On 11 Apr., 16:42, William Hughes <wpihug...@gmail.com> wrote: > On Apr 11, 4:20 pm, WM <mueck...@rz.fh-augsburg.de> wrote: > > > > > > > On 11 Apr., 12:49, William Hughes <wpihug...@gmail.com> wrote: > > > > On Apr 11, 8:28 am, WM <mueck...@rz.fh-augsburg.de> wrote: > > > > > On 10 Apr., 22:53, William Hughes <wpihug...@gmail.com> wrote: > > > <snip> > > > > > > Thus, the fact that there is no line (along with > > > > > all its predecessors) that cannot be removed > > > > > is not a contradiction. > > > > > It is not a contradiction with mathematics. So far I agree. But it > > > > would be a contradiction in case someone (and there are many here > > > > around) maintained ~P for some d_n if there is a proof of P for all > > > > FISs of d: > > > > I do not claim this. I claim that the collection of all d_n does > > > not have the property P. > > > That is not in question. > > My claim is this: > > If we have the propositions (with d_n a digit) > > A = for every n: P(d_n) > > B = for every n: P(d_1, d_2, ..., d_n) > > Then B implies A. > > > Do you agree? > > Indeed, however, B does not imply > > P(d_1,d_2,d_3....)

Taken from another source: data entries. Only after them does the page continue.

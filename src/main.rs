//! Demo binary: seed the trattoria, start the engine, and drive it through
//! the same tool surface the conversational agent uses.

use serde_json::json;
use tracing::info;

use maitred::dispatch::execute_tool;
use maitred::lifecycle::{setup_tracing, RestaurantSystem};
use maitred::store::seed;

#[tokio::main]
async fn main() -> Result<(), String> {
    setup_tracing();

    info!("Starting demo ordering session");
    let db = seed::demo_database().map_err(|e| e.to_string())?;
    let system = RestaurantSystem::start(db).await.map_err(|e| e.to_string())?;
    let client = system.client();

    // The same call sequence an agent would make while waiting a table.
    let turns = [
        ("get_categories", json!({})),
        ("get_menu", json!({ "is_food": true, "is_recommended": true })),
        ("get_allergens", json!({ "item_name": "Margherita", "allergens_to_check": ["Gluten", "Nuts"] })),
        (
            "place_order",
            json!({
                "order_id": 1,
                "item_name": "Margherita",
                "quantity": 2,
                "special_instructions": "no basil please"
            }),
        ),
        ("place_order", json!({ "order_id": 1, "item_name": "Lemonade" })),
        ("get_receipt", json!({ "order_id": 1 })),
        ("process_payment", json!({ "order_id": 1 })),
        ("get_faq_keys", json!({})),
        ("get_faq_value", json!({ "key": "opening_hours" })),
    ];

    for (tool, input) in turns {
        let output = execute_tool(client, tool, input).await;
        println!("{tool}: {output}");
    }

    system.shutdown().await;
    Ok(())
}
//! # Maitred
//!
//! > **A conversational restaurant ordering engine.**
//!
//! This crate is the core behind an LLM-driven waiter: a relational catalog
//! of menu offerings, ingredients and allergens, an order ledger with strict
//! stock accounting, and a fixed tool surface the conversation loop invokes
//! with JSON and reads back as text. The chat UI and the language-model
//! client live elsewhere; they only ever see `execute_tool(name, input) ->
//! String`.
//!
//! ## 🏗️ Design
//!
//! All state lives in one [`store::Database`], owned by a single store task
//! that handles one request at a time. That sequencing is the whole
//! concurrency story: a request is a transaction, transactions are
//! serialized, and the stock counter can never be raced. Handlers validate
//! before they mutate, so a rejected request leaves no partial state.
//!
//! The interesting invariants are in the ledger:
//!
//! - Stock conservation: placement decrements offering stock, cancellation
//!   from `pending` restores it, nothing else touches it.
//! - Status monotonicity: `pending → preparing → served` by elapsed time
//!   only; cancellation and payment are caller-triggered; nothing moves
//!   backward.
//! - Idempotent cancellation: the second cancel of an item is a report, not
//!   a second stock credit.
//!
//! ## 🗺️ Module Tour
//!
//! - [`model`]: row types: catalog entities, order items, the status enum.
//! - [`store`]: the tables ([`store::Database`]), the store task
//!   ([`store::StoreActor`]) and its closed request protocol, seed data.
//! - [`catalog`]: read-only queries: categories, filtered menu search,
//!   allergen lookups, FAQ.
//! - [`exclusions`]: which ingredients may be removed from an order item,
//!   from an explicit list or mined out of free-text instructions.
//! - [`ledger`]: placement, cancellation, quantity updates, the archival
//!   sweep; every stock-accounting rule lives here.
//! - [`daemon`]: the time-driven status advance and its background task.
//! - [`receipt`]: itemized receipts and payment marking.
//! - [`dispatch`]: the tool boundary: `(name, JSON) -> String`, closed
//!   [`dispatch::ToolCall`] union, never panics, never propagates.
//! - [`clients`]: the typed async handle everything shares.
//! - [`lifecycle`]: [`lifecycle::RestaurantSystem`] orchestration and
//!   tracing setup.
//!
//! ## 🚀 Quick Start
//!
//! ```bash
//! # Run the demo conversation against the seeded trattoria
//! RUST_LOG=info cargo run
//! ```

pub mod catalog;
pub mod clients;
pub mod daemon;
pub mod dispatch;
pub mod exclusions;
pub mod ledger;
pub mod lifecycle;
pub mod model;
pub mod receipt;
pub mod store;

That is not required. It is only required that B implies A = for every n: P(d_n).
> > So there is no contradiction is saying that A and B > are true but it it not true that P(d_1,d_2,d_3,...)-
So A does not imply P(d_1,d_2,d_3,...) either?
Here is a better presentation:
In a Cantor list the argument can be written: For every n: (d_1, ..., d_n) differs from every entry (qk1, ..., qkn) with k =< n, i.e., i.e., every entry of the first n lines. That is exactly Cantor's argument, not more and not less.
In a list containing all rational numbers, the counter-argument can be written: For every n: (d_1, ..., d_n) does not differ from infinitely many entries (qk1, ..., qkn) with k > n.
Why should the "for all n" only in one case be exhaustive?